==== TASK DATA

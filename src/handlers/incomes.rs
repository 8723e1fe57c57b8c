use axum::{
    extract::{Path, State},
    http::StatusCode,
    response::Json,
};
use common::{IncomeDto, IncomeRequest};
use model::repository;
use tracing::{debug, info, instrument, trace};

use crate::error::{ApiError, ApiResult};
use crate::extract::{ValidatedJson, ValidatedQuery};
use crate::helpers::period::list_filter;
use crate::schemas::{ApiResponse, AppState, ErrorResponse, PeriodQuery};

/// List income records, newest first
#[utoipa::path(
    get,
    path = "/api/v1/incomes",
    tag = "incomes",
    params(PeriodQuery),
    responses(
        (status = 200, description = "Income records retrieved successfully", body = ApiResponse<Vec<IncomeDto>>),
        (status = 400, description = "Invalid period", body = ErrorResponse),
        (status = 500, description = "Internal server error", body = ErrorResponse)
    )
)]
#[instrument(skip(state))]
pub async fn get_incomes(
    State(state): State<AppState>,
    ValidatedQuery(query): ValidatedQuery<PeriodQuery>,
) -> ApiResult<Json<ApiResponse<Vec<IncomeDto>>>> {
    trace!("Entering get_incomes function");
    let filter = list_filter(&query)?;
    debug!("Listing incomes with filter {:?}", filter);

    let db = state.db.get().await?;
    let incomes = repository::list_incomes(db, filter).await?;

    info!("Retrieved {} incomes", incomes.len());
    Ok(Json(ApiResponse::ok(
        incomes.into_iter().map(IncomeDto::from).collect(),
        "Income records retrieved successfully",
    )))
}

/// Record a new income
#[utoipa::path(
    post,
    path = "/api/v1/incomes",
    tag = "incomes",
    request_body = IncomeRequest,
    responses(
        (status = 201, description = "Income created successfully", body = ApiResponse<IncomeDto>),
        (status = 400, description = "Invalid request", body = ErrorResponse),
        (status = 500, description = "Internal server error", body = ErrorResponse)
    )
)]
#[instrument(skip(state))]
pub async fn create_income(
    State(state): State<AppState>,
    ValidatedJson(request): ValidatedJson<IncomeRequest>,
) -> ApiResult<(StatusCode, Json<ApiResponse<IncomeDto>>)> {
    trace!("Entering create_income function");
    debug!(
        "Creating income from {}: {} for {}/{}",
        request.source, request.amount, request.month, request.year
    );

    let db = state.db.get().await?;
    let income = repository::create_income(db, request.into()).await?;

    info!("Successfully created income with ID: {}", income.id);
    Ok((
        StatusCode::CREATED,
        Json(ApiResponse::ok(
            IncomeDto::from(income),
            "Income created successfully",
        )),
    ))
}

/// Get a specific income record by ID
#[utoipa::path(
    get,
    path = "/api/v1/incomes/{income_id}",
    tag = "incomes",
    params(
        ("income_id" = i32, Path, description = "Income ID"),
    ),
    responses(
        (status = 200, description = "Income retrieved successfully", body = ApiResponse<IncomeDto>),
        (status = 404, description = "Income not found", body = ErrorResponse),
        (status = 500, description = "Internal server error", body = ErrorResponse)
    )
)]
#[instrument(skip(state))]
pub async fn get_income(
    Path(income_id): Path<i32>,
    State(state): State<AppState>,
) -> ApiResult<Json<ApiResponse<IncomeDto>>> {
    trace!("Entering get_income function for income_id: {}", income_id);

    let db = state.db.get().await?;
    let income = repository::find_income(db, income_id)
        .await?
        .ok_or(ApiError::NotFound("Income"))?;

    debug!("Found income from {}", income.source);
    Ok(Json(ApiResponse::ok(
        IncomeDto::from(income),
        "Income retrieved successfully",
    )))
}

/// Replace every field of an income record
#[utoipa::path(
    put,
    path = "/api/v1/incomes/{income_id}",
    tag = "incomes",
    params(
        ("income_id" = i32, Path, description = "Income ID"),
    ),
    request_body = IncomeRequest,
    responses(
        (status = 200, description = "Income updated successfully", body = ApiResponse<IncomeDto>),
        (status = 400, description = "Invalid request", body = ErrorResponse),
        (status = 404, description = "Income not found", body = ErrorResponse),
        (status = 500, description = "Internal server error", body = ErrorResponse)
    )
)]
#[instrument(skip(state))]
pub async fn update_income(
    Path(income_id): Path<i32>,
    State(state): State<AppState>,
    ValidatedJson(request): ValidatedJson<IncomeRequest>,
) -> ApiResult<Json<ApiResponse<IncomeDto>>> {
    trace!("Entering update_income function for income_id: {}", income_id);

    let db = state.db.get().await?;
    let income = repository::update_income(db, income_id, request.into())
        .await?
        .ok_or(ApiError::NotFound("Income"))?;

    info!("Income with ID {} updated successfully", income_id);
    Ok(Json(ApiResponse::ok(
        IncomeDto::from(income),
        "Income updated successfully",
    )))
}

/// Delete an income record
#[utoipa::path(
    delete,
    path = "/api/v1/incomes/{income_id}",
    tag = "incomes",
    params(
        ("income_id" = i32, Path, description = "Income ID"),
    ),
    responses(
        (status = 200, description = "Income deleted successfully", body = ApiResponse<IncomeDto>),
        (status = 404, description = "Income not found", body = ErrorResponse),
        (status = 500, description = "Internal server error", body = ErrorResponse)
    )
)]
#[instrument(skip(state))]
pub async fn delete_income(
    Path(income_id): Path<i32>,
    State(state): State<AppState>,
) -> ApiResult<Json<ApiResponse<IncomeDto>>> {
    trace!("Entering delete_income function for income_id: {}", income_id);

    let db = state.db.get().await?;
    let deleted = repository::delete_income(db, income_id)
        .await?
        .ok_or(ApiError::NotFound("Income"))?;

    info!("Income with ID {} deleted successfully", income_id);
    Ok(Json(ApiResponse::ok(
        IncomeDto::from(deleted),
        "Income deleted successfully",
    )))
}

========
==== TASK DATA

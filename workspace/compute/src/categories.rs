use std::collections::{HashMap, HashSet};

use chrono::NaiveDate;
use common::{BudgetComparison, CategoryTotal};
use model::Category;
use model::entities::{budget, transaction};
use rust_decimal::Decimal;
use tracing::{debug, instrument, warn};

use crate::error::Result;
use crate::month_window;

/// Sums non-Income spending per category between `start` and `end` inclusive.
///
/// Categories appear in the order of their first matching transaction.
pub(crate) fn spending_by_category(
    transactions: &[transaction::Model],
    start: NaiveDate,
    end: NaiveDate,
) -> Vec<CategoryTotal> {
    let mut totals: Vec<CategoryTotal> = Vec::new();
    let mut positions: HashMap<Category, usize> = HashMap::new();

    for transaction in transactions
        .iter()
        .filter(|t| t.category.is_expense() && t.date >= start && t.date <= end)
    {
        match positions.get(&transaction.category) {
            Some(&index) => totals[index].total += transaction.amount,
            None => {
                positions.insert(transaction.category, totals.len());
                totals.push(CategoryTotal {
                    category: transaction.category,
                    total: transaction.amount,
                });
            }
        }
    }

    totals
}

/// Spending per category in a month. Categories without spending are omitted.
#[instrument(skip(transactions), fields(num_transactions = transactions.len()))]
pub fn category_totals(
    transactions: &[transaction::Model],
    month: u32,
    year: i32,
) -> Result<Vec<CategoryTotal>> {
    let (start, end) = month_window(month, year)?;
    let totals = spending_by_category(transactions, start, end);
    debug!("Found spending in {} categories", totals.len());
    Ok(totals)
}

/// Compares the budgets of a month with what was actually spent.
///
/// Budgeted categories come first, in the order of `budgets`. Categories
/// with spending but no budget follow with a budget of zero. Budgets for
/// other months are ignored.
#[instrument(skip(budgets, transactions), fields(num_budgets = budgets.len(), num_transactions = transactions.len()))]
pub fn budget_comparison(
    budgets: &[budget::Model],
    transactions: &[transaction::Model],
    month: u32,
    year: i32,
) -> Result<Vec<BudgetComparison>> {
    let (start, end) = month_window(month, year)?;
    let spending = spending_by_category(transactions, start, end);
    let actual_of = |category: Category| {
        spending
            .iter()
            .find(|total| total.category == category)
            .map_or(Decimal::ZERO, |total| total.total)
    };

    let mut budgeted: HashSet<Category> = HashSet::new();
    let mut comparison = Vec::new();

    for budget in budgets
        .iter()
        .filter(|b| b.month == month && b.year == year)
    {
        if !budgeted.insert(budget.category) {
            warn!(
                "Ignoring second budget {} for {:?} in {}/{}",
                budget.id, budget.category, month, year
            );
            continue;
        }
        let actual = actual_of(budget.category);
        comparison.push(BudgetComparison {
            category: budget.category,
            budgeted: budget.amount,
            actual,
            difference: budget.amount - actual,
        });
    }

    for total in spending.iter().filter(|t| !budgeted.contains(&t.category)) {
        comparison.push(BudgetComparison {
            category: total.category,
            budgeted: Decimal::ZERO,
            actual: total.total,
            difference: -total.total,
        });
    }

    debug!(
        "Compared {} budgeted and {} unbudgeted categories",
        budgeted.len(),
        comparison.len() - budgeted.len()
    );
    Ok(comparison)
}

========

Beginning with the line containing "filename src/handlers/incomes.rs" in the material above, copy every line exactly until you have copied the line containing "use crate::helpers::period::list_filter;".

WRITTEN SOLUTION -
filename src/handlers/incomes.rs
repository 8723e1fe57c57b8c
use axum::{
    extract::{Path, State},
    http::StatusCode,
    response::Json,
};
use common::{IncomeDto, IncomeRequest};
use model::repository;
use tracing::{debug, info, instrument, trace};

use crate::error::{ApiError, ApiResult};
use crate::extract::{ValidatedJson, ValidatedQuery};
use crate::helpers::period::list_filter;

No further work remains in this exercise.